Carves the per-cycle run loop out of BasePolicy into a dedicated Controller that owns the SDK interface, input providers, rate limiter, and keyboard listener. Policies become pluggable objects conforming to PolicyProtocol (act, on_activate, on_deactivate, apply_velocity, apply_command); transitions like INIT, DAMP, and STIFF_HOLD are themselves first-class policies the Controller swaps in. DualModePolicy collapses to a thin swap object; its parallel run loop is gone.
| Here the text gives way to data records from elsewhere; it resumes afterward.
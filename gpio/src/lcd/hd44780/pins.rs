//! Pin map of the display.
//!
//! The map is fixed when the driver is built and can't be changed afterwards.

use crate::port::{PinBinding, PortId};
use crate::{LcdError, LcdResult};
use bitvec::vec::BitVec;
use log::debug;
use std::fmt::{Display, Formatter};

/// The logical signals of a 4-bit HD44780 connection with a PWM backlight.
#[derive(Copy, Clone, Debug, Eq, PartialEq)]
pub enum Signal {
    Rs,
    E,
    Db4,
    Db5,
    Db6,
    Db7,
    Backlight,
}

impl Display for Signal {
    fn fmt(&self, f: &mut Formatter<'_>) -> std::fmt::Result {
        let name = match self {
            Signal::Rs => "RS",
            Signal::E => "E",
            Signal::Db4 => "DB4",
            Signal::Db5 => "DB5",
            Signal::Db6 => "DB6",
            Signal::Db7 => "DB7",
            Signal::Backlight => "BL",
        };
        write!(f, "{}", name)
    }
}

/// Binds each [Signal] to a physical pin. R/W is not part of the map, it's tied to GND.
#[derive(Copy, Clone, Debug, Eq, PartialEq)]
pub struct PinMap {
    pub rs: PinBinding,
    pub e: PinBinding,
    /// `DB4`, `DB5`, `DB6`, `DB7`, in that order. Nibble bit `i` goes to `data[i]`.
    pub data: [PinBinding; 4],
    pub backlight: PinBinding,
}

/// Wiring of the "LCD Keypad Shield" on an ATmega2560 board.
///
/// ```text
/// RS  ---- PH5     DB4 ---- PG5
/// RW  ---- GND     DB5 ---- PE3
/// E   ---- PH6     DB6 ---- PH3
/// BL  ---- PB4     DB7 ---- PH4
/// ```
pub const LCD_KEYPAD_SHIELD: PinMap = PinMap {
    rs: PinBinding::new(PortId::H, 5),
    e: PinBinding::new(PortId::H, 6),
    data: [
        PinBinding::new(PortId::G, 5),
        PinBinding::new(PortId::E, 3),
        PinBinding::new(PortId::H, 3),
        PinBinding::new(PortId::H, 4),
    ],
    backlight: PinBinding::new(PortId::B, 4),
};

impl PinMap {
    /// Lists every signal with its pin.
    pub fn signals(&self) -> [(Signal, PinBinding); 7] {
        [
            (Signal::Rs, self.rs),
            (Signal::E, self.e),
            (Signal::Db4, self.data[0]),
            (Signal::Db5, self.data[1]),
            (Signal::Db6, self.data[2]),
            (Signal::Db7, self.data[3]),
            (Signal::Backlight, self.backlight),
        ]
    }

    /// Checks that every signal has a valid bit and that no two signals share a pin.
    ///
    /// # Errors
    /// - `LcdError::InvalidArgument` if a bit index is 8 or more.
    /// - `LcdError::AlreadyInUse` if two signals are bound to the same pin.
    pub fn validate(&self) -> LcdResult<()> {
        let mut claimed: BitVec<u8> = BitVec::repeat(false, PortId::ALL.len() * 8);

        for (signal, pin) in self.signals() {
            if pin.bit >= 8 {
                debug!("{} bound to invalid bit {}", signal, pin.bit);
                return Err(LcdError::InvalidArgument);
            }
            let index = pin.port.index() * 8 + pin.bit as usize;
            if claimed[index] {
                debug!("{} bound to {}, which is already taken", signal, pin);
                return Err(LcdError::AlreadyInUse);
            }
            claimed.set(index, true);
        }

        Ok(())
    }

    /// Gets the ports carrying the logic signals (RS, E, data), in [PortId::ALL] order.
    pub fn logic_ports(&self) -> Vec<PortId> {
        PortId::ALL
            .into_iter()
            .filter(|&port| self.output_mask(port) != 0)
            .collect()
    }

    /// Gets the mask of the logic signal pins on `port`.
    pub fn output_mask(&self, port: PortId) -> u8 {
        self.signals()
            .into_iter()
            .filter(|(signal, pin)| *signal != Signal::Backlight && pin.port == port)
            .fold(0, |mask, (_, pin)| mask | pin.mask())
    }

    /// Gets the mask of the data pins on `port`.
    pub fn data_mask(&self, port: PortId) -> u8 {
        self.data
            .iter()
            .filter(|pin| pin.port == port)
            .fold(0, |mask, pin| mask | pin.mask())
    }

    /// Spreads the low 4 bits of `nibble` to their physical positions on `port`.
    /// Bits for data pins on other ports are dropped.
    pub fn nibble_bits(&self, port: PortId, nibble: u8) -> u8 {
        self.data
            .iter()
            .enumerate()
            .filter(|(i, pin)| pin.port == port && nibble & (1 << i) != 0)
            .fold(0, |bits, (_, pin)| bits | pin.mask())
    }
}

#[cfg(test)]
mod tests {
    use super::*;

    #[test]
    fn shield_map_is_valid() {
        assert_eq!(LCD_KEYPAD_SHIELD.validate(), Ok(()));
        assert_eq!(
            LCD_KEYPAD_SHIELD.logic_ports(),
            vec![PortId::E, PortId::G, PortId::H]
        );
    }

    #[test]
    fn shield_masks() {
        let map = LCD_KEYPAD_SHIELD;
        assert_eq!(map.output_mask(PortId::H), 0b0111_1000);
        assert_eq!(map.output_mask(PortId::E), 0b0000_1000);
        assert_eq!(map.output_mask(PortId::G), 0b0010_0000);
        assert_eq!(map.output_mask(PortId::B), 0);
        assert_eq!(map.data_mask(PortId::H), 0b0001_1000);
    }

    #[test]
    fn nibble_bits_follow_the_wiring() {
        let map = LCD_KEYPAD_SHIELD;
        for nibble in 0..16u8 {
            assert_eq!(map.nibble_bits(PortId::H, nibble), (nibble << 1) & 0b0001_1000);
            assert_eq!(map.nibble_bits(PortId::E, nibble), (nibble << 2) & 0b0000_1000);
            assert_eq!(map.nibble_bits(PortId::G, nibble), (nibble << 5) & 0b0010_0000);
        }
    }

    #[test]
    fn collisions_are_rejected() {
        let mut map = LCD_KEYPAD_SHIELD;
        map.e = map.data[3];
        assert_eq!(map.validate(), Err(LcdError::AlreadyInUse));
    }

    #[test]
    fn invalid_bits_are_rejected() {
        let mut map = LCD_KEYPAD_SHIELD;
        map.rs = PinBinding::new(PortId::H, 8);
        assert_eq!(map.validate(), Err(LcdError::InvalidArgument));
    }
}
New first-class DAMP state (StateCommand.DAMP, keyboard \, joystick B+X chord) holds the last observed q with the policy's KP/KD so the robot stays energized when the teleop handle is released.

What goes away

  • DualModePolicy's parallel run loop and _dispatch_command lambda-patching
  • BasePolicy._handle_{start,stop,init,damp}_* handlers (and WBT overrides)
  • _shared_hardware_source guard pattern
  • 5-way branching in policy_action()
  • ControllerState enum write-through (replaced by controller.active.name)

Functionality Map

Function Old abstraction New abstraction
Owns SDK interface + input providers + rate limiter Constructed inside BasePolicy.__init__ (_init_sdk_components, _init_communication_components, _init_input_handlers) Controller, built once by build_default_hardware(config) in run_policy.py
Per-tick run loop (poll velocity → poll command → act → send) BasePolicy.run() Controller.step() driving a PolicyProtocol
Maps state → low-level command BasePolicy.policy_action() (5-way branching on flags) PolicyProtocol.act(ctx, state) -> Command
State machine Three coupled flags: use_policy_action, get_ready_state, _stiff_hold_active Controller.active: PolicyProtocol (the active policy is the state)
Lifecycle hooks on state transitions BasePolicy._handle_{start,stop,init,damp}_* (and WBT overrides) PolicyProtocol.on_activate(ctx) / on_deactivate(ctx)
Discrete command dispatch BasePolicy._dispatch_command() (monkey-patched by DualModePolicy) PolicyProtocol.apply_command(cmd) -> bool, with Controller._builtin_dispatch as fallback
Velocity command side-channel _apply_velocity hook on subclasses PolicyProtocol.apply_velocity(vc)
Hold last pose with KP/KD when handle released Did not exist DampingPolicy (policies/damping.py), entered via StateCommand.DAMP
Init-pose ramp before policy starts Inline get_ready_state branch in policy_action() InitRampPolicy (policies/init_ramp.py)
WBT stiff-hold pre-roll _stiff_hold_active flag + branch in WBT's policy_action StiffHoldPolicy (policies/stiff_hold.py)
Two-policy runtime swap (X-button) DualModePolicy class with parallel run() loop + _shared_hardware_source guard + _dispatch_command lambda patching A Controller with multiple entries in its policies dict; SWITCH_MODE cycles controller.active
Hardware sharing across policies secondary._shared_hardware_source = primary guard pattern in BasePolicy.__init__ One Controller owns hardware; all policies receive it via ctx in act()
Policy class selection from config Lived inside DualModePolicy.__init__ _select_policy_class(config) standalone helper in policies/dual_mode.py
sim2sim regression test Did not exist tests/sim2sim/harness.py + MujocoInterface adapter

The design doc (docs/controller-design.md) lays out a 5-state Controller
that orchestrates BasePolicy, replacing today's _shared_hardware_source
guard pattern and the duplicated dual-mode run loop. It also adds a
first-class DAMP state so the robot can hold pose when the teleop handle
is released.

The harness (tests/sim2sim/) drives a real LocomotionPolicy against an
in-process MuJoCo interface, asserts the pelvis stays above 0.3 m for
10 s of sim time at 0.5 m/s forward velocity. Used as the regression
gate for the Controller refactor.

Baseline: pelvis final=0.768 m, min=0.756 m on G1-29dof FastSAC checkpoint.
Step 1 of the Controller refactor (see docs/controller-design.md). Carves
the per-cycle run-loop body out of BasePolicy.run() into a new
Controller class. Hardware ownership stays on the policy — the
Controller reaches into the policy for interface, inputs, rate, and
latency tracker. Steps 2+ migrate ownership.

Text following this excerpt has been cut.